The study included a total of 10 patients, of which 4 were male and 6 were female, with a mean age at implantation of 42.7 years (range between 34 and 62 years). The mean duration of hearing loss was 3.8 years (range between 1 and 5 years), while the mean duration of tinnitus was 1.5 years (range between 1 and 3 years). Patients presented profound, unilateral sensorineural hearing loss with a mean value of 90dB (range between 83 and 110dB); the right ear was implanted in 5 patients and the left in the remaining 5. We performed a follow-up period ranging between 3 and 18 months. All patients had been implanted and, depending on the degree of their hearing loss, were carriers of a cochlear implant model Freedom (4), Nucleus CI 512 (1) or Nucleus Hybrid L24 (5) (Table 2).

Table 2. Comparison of the 10 Patients in the Study Through the Tinnitus Evaluation Protocol.

No. MAT Right Ear MAT Left Ear Implant Side Contralateral Side Cochlear Implant Type
1 86.67 51.67 Right Hearing aid CI24REH L
2 83.33 70 Right Hearing aid CI24RE (CA)
3 93.33 83.33 Right Hearing aid CI24RE (CA)
4 43.33 86.67 Left Hearing aid CI24REH L
5 98.33 61.67 Right Hearing aid CI24RE (CA)
6 16.67 85 Left   CI24REH L
7 13.33 105 Left   CI512
8 25 80 Left   CI24REH L
9 38 82 Left   CI24REH L
10 Deafness 25 Right   CI24RE (CA)

MAT: mean auditory threshold at 0.5, 1, 2 and 4kHz.

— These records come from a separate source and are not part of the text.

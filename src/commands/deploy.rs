use serde::Serialize;
use serde_json::Value;

use lutris_deploy::environment::EnvConfig;
use lutris_deploy::pipeline::{self, Composite, PipelineRunResult};
use lutris_deploy::session::CommandRecord;

use super::{CmdResult, GlobalArgs, Target};

#[derive(Debug, Serialize)]
#[serde(rename_all = "camelCase")]
pub struct DeployOutput {
    pub task: String,
    pub host: String,
    pub dry_run: bool,
    pub record: EnvConfig,
    pub pipeline: PipelineRunResult,
    pub commands: Vec<CommandRecord>,
}

pub fn run(composite: Composite, global: &GlobalArgs) -> CmdResult<DeployOutput> {
    let target = Target::load(global)?;
    let transport = target.transport(global)?;
    let mut session = target.session(transport.as_ref());

    let outcome = pipeline::run(composite, &mut session);

    if let Some(mut err) = outcome.error {
        // Keep the per-step picture in the error envelope.
        if let (Value::Object(details), Ok(result)) =
            (&mut err.details, serde_json::to_value(&outcome.result))
        {
            details.insert("pipeline".to_string(), result);
        }
        return Err(err);
    }

    Ok((
        DeployOutput {
            task: composite.name().to_string(),
            host: target.host.clone(),
            dry_run: global.dry_run,
            record: target.record.clone(),
            pipeline: outcome.result,
            commands: session.into_records(),
        },
        0,
    ))
}
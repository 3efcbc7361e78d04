mod client;

pub use client::*;
//! Common types and utilities shared across the aquaculture grid crates.

pub mod array;
pub mod error;
pub mod period;
pub mod site;

pub use array::{NdArray, MAX_RANK};
pub use error::{ErrorKind, GridError, GridResult, NoDataExt};
pub use period::{Period, WeekPolicy};
pub use site::{CoordinateKey, GeoPoint, MunicipalityCode, Site, SiteId};
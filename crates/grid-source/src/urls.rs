//! URL construction: weekly period file names and OPeNDAP queries.

use grid_common::Period;
use serde::{Deserialize, Serialize};
use std::fmt;

use crate::error::{SourceError, SourceResult};

/// A file-name pattern containing period placeholders.
///
/// Supported placeholders: `{year}`, `{week}` (no padding) and `{week:02}`
/// (two digits), e.g. `lice_{year}_{week:02}.nc`.
#[derive(Debug, Clone, PartialEq, Eq, Serialize, Deserialize)]
#[serde(try_from = "String", into = "String")]
pub struct PeriodTemplate {
    pattern: String,
    segments: Vec<Segment>,
}

#[derive(Debug, Clone, PartialEq, Eq)]
enum Segment {
    Literal(String),
    Year,
    Week,
    PaddedWeek,
}

impl PeriodTemplate {
    pub fn new(pattern: impl Into<String>) -> SourceResult<Self> {
        let pattern = pattern.into();
        let segments = tokenize(&pattern)?;
        if !segments.contains(&Segment::Year)
            || !segments
                .iter()
                .any(|s| matches!(s, Segment::Week | Segment::PaddedWeek))
        {
            return Err(SourceError::Config(format!(
                "period template '{}' needs {{year}} and {{week}}",
                pattern
            )));
        }
        Ok(Self { pattern, segments })
    }

    pub fn as_str(&self) -> &str {
        &self.pattern
    }

    pub fn render(&self, period: Period) -> String {
        let mut out = String::with_capacity(self.pattern.len());
        for segment in &self.segments {
            match segment {
                Segment::Literal(text) => out.push_str(text),
                Segment::Year => out.push_str(&period.year.to_string()),
                Segment::Week => out.push_str(&period.week.to_string()),
                Segment::PaddedWeek => out.push_str(&format!("{:02}", period.week)),
            }
        }
        out
    }

    /// Recover the period from a name produced by this template.
    pub fn parse(&self, name: &str) -> Option<Period> {
        let mut rest = name;
        let mut year = None;
        let mut week = None;

        for segment in &self.segments {
            match segment {
                Segment::Literal(text) => rest = rest.strip_prefix(text.as_str())?,
                Segment::Year => {
                    let (digits, tail) = take_digits(rest, 4)?;
                    year = Some(digits.parse::<i32>().ok()?);
                    rest = tail;
                }
                Segment::Week => {
                    let (digits, tail) = take_digits(rest, 2)?;
                    week = Some(digits.parse::<u32>().ok()?);
                    rest = tail;
                }
                Segment::PaddedWeek => {
                    let (digits, tail) = take_digits(rest, 2)?;
                    if digits.len() != 2 {
                        return None;
                    }
                    week = Some(digits.parse::<u32>().ok()?);
                    rest = tail;
                }
            }
        }

        let week = week?;
        if !rest.is_empty() || !(1..=53).contains(&week) {
            return None;
        }
        Some(Period::new(year?, week))
    }
}

impl TryFrom<String> for PeriodTemplate {
    type Error = SourceError;

    fn try_from(pattern: String) -> Result<Self, Self::Error> {
        Self::new(pattern)
    }
}

impl From<PeriodTemplate> for String {
    fn from(template: PeriodTemplate) -> Self {
        template.pattern
    }
}

fn tokenize(pattern: &str) -> SourceResult<Vec<Segment>> {
    let mut segments = Vec::new();
    let mut rest = pattern;

    while let Some(open) = rest.find('{') {
        if open > 0 {
            segments.push(Segment::Literal(rest[..open].to_string()));
        }
        let close = rest[open..]
            .find('}')
            .map(|i| open + i)
            .ok_or_else(|| SourceError::Config(format!("unclosed '{{' in '{}'", pattern)))?;
        segments.push(match &rest[open + 1..close] {
            "year" => Segment::Year,
            "week" => Segment::Week,
            "week:02" => Segment::PaddedWeek,
            other => {
                return Err(SourceError::Config(format!(
                    "unknown placeholder '{{{}}}' in '{}'",
                    other, pattern
                )))
            }
        });
        rest = &rest[close + 1..];
    }
    if !rest.is_empty() {
        segments.push(Segment::Literal(rest.to_string()));
    }
    Ok(segments)
}

/// Split off up to `max` leading ASCII digits (at least one).
fn take_digits(text: &str, max: usize) -> Option<(&str, &str)> {
    let len = text
        .bytes()
        .take(max)
        .take_while(u8::is_ascii_digit)
        .count();
    (len > 0).then(|| text.split_at(len))
}

/// An OPeNDAP hyperslab selector `[start:stride:stop]`, inclusive.
#[derive(Debug, Clone, Copy, PartialEq, Eq, Serialize, Deserialize)]
pub struct AxisRange {
    pub start: usize,
    pub stride: usize,
    pub stop: usize,
}

impl AxisRange {
    /// Every index from `start` to `stop` inclusive.
    pub fn new(start: usize, stop: usize) -> Self {
        Self {
            start,
            stride: 1,
            stop,
        }
    }

    pub fn single(index: usize) -> Self {
        Self::new(index, index)
    }

    pub fn with_stride(mut self, stride: usize) -> Self {
        self.stride = stride.max(1);
        self
    }

    /// Number of indices selected.
    pub fn len(&self) -> usize {
        if self.stop < self.start {
            0
        } else {
            (self.stop - self.start) / self.stride.max(1) + 1
        }
    }

    pub fn is_empty(&self) -> bool {
        self.len() == 0
    }
}

impl fmt::Display for AxisRange {
    fn fmt(&self, f: &mut fmt::Formatter<'_>) -> fmt::Result {
        write!(f, "[{}:{}:{}]", self.start, self.stride, self.stop)
    }
}

/// Builder for `<dataset>.ascii?var[..][..],var2` requests.
#[derive(Debug, Clone, PartialEq)]
pub struct AsciiQuery {
    dataset_url: String,
    projections: Vec<(String, Vec<AxisRange>)>,
}

impl AsciiQuery {
    pub fn new(dataset_url: impl Into<String>) -> Self {
        Self {
            dataset_url: dataset_url.into(),
            projections: Vec::new(),
        }
    }

    /// Request a whole variable.
    pub fn variable(mut self, name: impl Into<String>) -> Self {
        self.projections.push((name.into(), Vec::new()));
        self
    }

    /// Request a hyperslab of a variable, one range per axis in order.
    pub fn hyperslab(mut self, name: impl Into<String>, ranges: &[AxisRange]) -> Self {
        self.projections.push((name.into(), ranges.to_vec()));
        self
    }

    pub fn url(&self) -> String {
        let mut url = format!("{}.ascii", self.dataset_url);
        for (i, (name, ranges)) in self.projections.iter().enumerate() {
            url.push(if i == 0 { '?' } else { ',' });
            url.push_str(name);
            for range in ranges {
                url.push_str(&range.to_string());
            }
        }
        url
    }
}

/// URL of the file for `period` under `base`.
pub fn period_url(base: &str, template: &PeriodTemplate, period: Period) -> String {
    join_url(base, &template.render(period))
}

/// Attribute (DAS) response URL for a dataset.
pub fn das_url(dataset_url: &str) -> String {
    format!("{}.das", dataset_url)
}

/// Join a base URL and a relative path with exactly one slash.
pub fn join_url(base: &str, path: &str) -> String {
    format!("{}/{}", base.trim_end_matches('/'), path.trim_start_matches('/'))
}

With respect to the assessment of tinnitus (Table 3, Table 4), 3 patients reported a holocranial location, 4 a bilateral location and 3 a unilateral location. Constant tinnitus was identified in all patients; frequencies were low (250–1000Hz) in 4 patients, high (≥5000Hz) in 3, complete frequential in 2 patients and with a value of 2000Hz in 1 patient. The mean intensity of the tinnitus was 4.5dB (range between 4 and 5dB).

Table 3. Characteristics of Tinnitus Regarding Location, Type, Frequency and Intensity.

Type of Implant Hybrid 1 Hybrid 2 Hybrid 3 Hybrid 4 Hybrid 5
Location Unilateral Bilateral Holocranial Holocranial Unilateral
Type Constant Constant Constant Constant Constant
Frequency 250–5000Hz 250Hz 6000Hz 250–1000Hz 250–5000Hz
Intensity 5dB 5dB 4dB 5dB 5dB

Table 4. Characteristics of Tinnitus (Location, Type, Frequency and Intensity).

Type of Implant CI24Re(CA)1 CI24Re(CA)2 CI24Re(CA)3 CI24Re(CA)4 CI512
Location Bilateral Bilateral Unilateral Holocranial Bilateral
Type Constant Constant Constant Constant Constant
Frequency 5000Hz 2000Hz 6000Hz 250–1000Hz 250–1000Hz
Intensity 5dB 4dB 5dB 5dB 4dB

Patient evaluation was carried out at 1, 3 and 6 months after implant activation. After activation of the cochlear implant, tinnitus retraining therapy (TRT) was applied in those patients who did not show sufficient improvement in tinnitus in the second evaluation after 3 months. This sound therapy used habituation noises through the audio input of the cochlear implant processor.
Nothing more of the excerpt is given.